Mahbub Alam¹, Mohammed Nurul Abser¹, Ajoy Kumer², Md Mosharef Hossain Bhuiyan³, Parul Akter⁴, Md Emdad Hossain⁵, Unesco Chakma^{2

6}

Affiliations

¹ Inorganic Research Laboratory, Department of Chemistry, Jahangirnagar University, Savar, Dhaka, 1342, Bangladesh.
² Laboratory of Computational Research for Drug Design and Material Science, Department of Chemistry, European University of Bangladesh, Dhaka, 1216, Bangladesh.
³ Department of Chemistry, University of Chittagong, Chittagong, 4331, Bangladesh.
⁴ Department of Chemistry, Mirzapur Cadet College, Mirzapur, Tangail, 1942, Bangladesh.
⁵ Wazed Miah Science Research Centre, Jahangirnagar University, Savar, Dhaka, 134, Bangladesh.
⁶ School of Electronic Science and Engineering, Southeast University, Nanjing, PR China.

Abstract

The thiosemicarbazones and their derivatives have been recognized as antimicrobial agents against human pathogenic bacteria and fungi.
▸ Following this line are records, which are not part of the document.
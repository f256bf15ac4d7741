use poise::serenity_prelude::{ChannelId, UserId};
use thiserror::Error;

#[derive(Error, Debug)]
pub enum TicketError {
    // Lifecycle errors
    #[error("Ticket panel is not configured for this guild")]
    PanelNotConfigured,

    #[error("Ticket category not found: {name}")]
    CategoryNotFound { name: String },

    #[error("User already has an open ticket")]
    DuplicateTicket {
        /// Channel of the existing ticket; `None` while that ticket is still being created
        channel_id: Option<ChannelId>,
    },

    #[error("Invalid priority '{value}' (expected low, medium, high or extreme)")]
    InvalidPriority { value: String },

    #[error("No ticket is bound to channel {channel_id}")]
    TicketNotFound { channel_id: ChannelId },

    #[error("Permission denied")]
    PermissionDenied,

    #[error("Ticket already claimed by {claimed_by}")]
    AlreadyClaimed { claimed_by: UserId },

    #[error("User is blacklisted from creating tickets")]
    Blacklisted,

    // Panel configuration errors
    #[error("Category '{name}' already exists on this panel")]
    DuplicateCategory { name: String },

    #[error("Invalid category name: {message}")]
    InvalidCategoryName { message: String },

    #[error("Panel already has the maximum of {max} categories")]
    PanelFull { max: usize },

    #[error("Invalid prefix: {message}")]
    InvalidPrefix { message: String },

    #[error("Invalid settings: {message}")]
    InvalidSettings { message: String },

    // Persistence errors
    #[error("Failed to persist '{path}': {source}")]
    Persistence {
        path: String,
        #[source]
        source: std::io::Error,
    },

    // Collaborator errors
    #[error("Failed to open ticket surface: {message}")]
    Surface { message: String },

    #[error("Discord API error: {message}")]
    Discord { message: String },
}

impl From<serenity::Error> for TicketError {
    fn from(err: serenity::Error) -> Self {
        TicketError::Discord {
            message: err.to_string(),
        }
    }
}

pub type Result<T> = std::result::Result<T, TicketError>;

use poise::serenity_prelude as serenity;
Regarding these prospective, this study was designed to address the new antimicrobial agents from thiosemicarbazones and their derivatives. These derivatives were synthesized by multi-step synthesis methods, such as alkylation, acidification, esterification, and formed the 4-(4'-alkoxybenzoyloxy) thiosemicarbazones and its derivatives (THS1, THS2, THS3, THS4, and THS5). Afterward the synthesis, compounds were characterized by ¹H NMR, FTIR spectra, and melting point. Later, the computational tools were applied to evaluate the drug likeness properties, bioavailability score, Lipinski rule, absorption, distribution, metabolism, excretion, and toxicity (ADMET). Secondly, the quantum calculations, for instance HOMO, LUMO and chemical descriptors, were calculated by the density functional theory (DFT). Finally, the molecular docking was performed against seven human pathogenic bacteria, black fungus (Rhizomucor mieh, Mucor lusitanicus, Mycolicibacterium smegmatis) and white fungus strains (Candida Auris, Aspergillus luchuensis, Candida albicans). To check and validate of molecular docking procedure and stability of docked complex for ligand and protein, the molecular dynamic was performed of docked complex. From the docking score with calculating the binding affinity, these derivatives could show a higher affinity than standard drug against all pathogens. From the computational details, it could be decided to do in-vitro test as antimicrobial activity against Staphylococcus aurious, Staphylococcus homonis, Salmonella typhi, and Shigella flexneria. The obtained result of antibacterial activity compared to standard drugs, and it was found that the synthesized compounds were almost same value of standard drug. Finally, it could be said from the in-vitro and in-silico study that the thiosemicarbazones derivatives are good antimicrobial agents.

Keywords: Aldehyde; Antibacterial activity; Dicyclohexylcarbadiimide; Dimethylaminopyridine; Thiosemicarbazide; Thiosemicarbazones.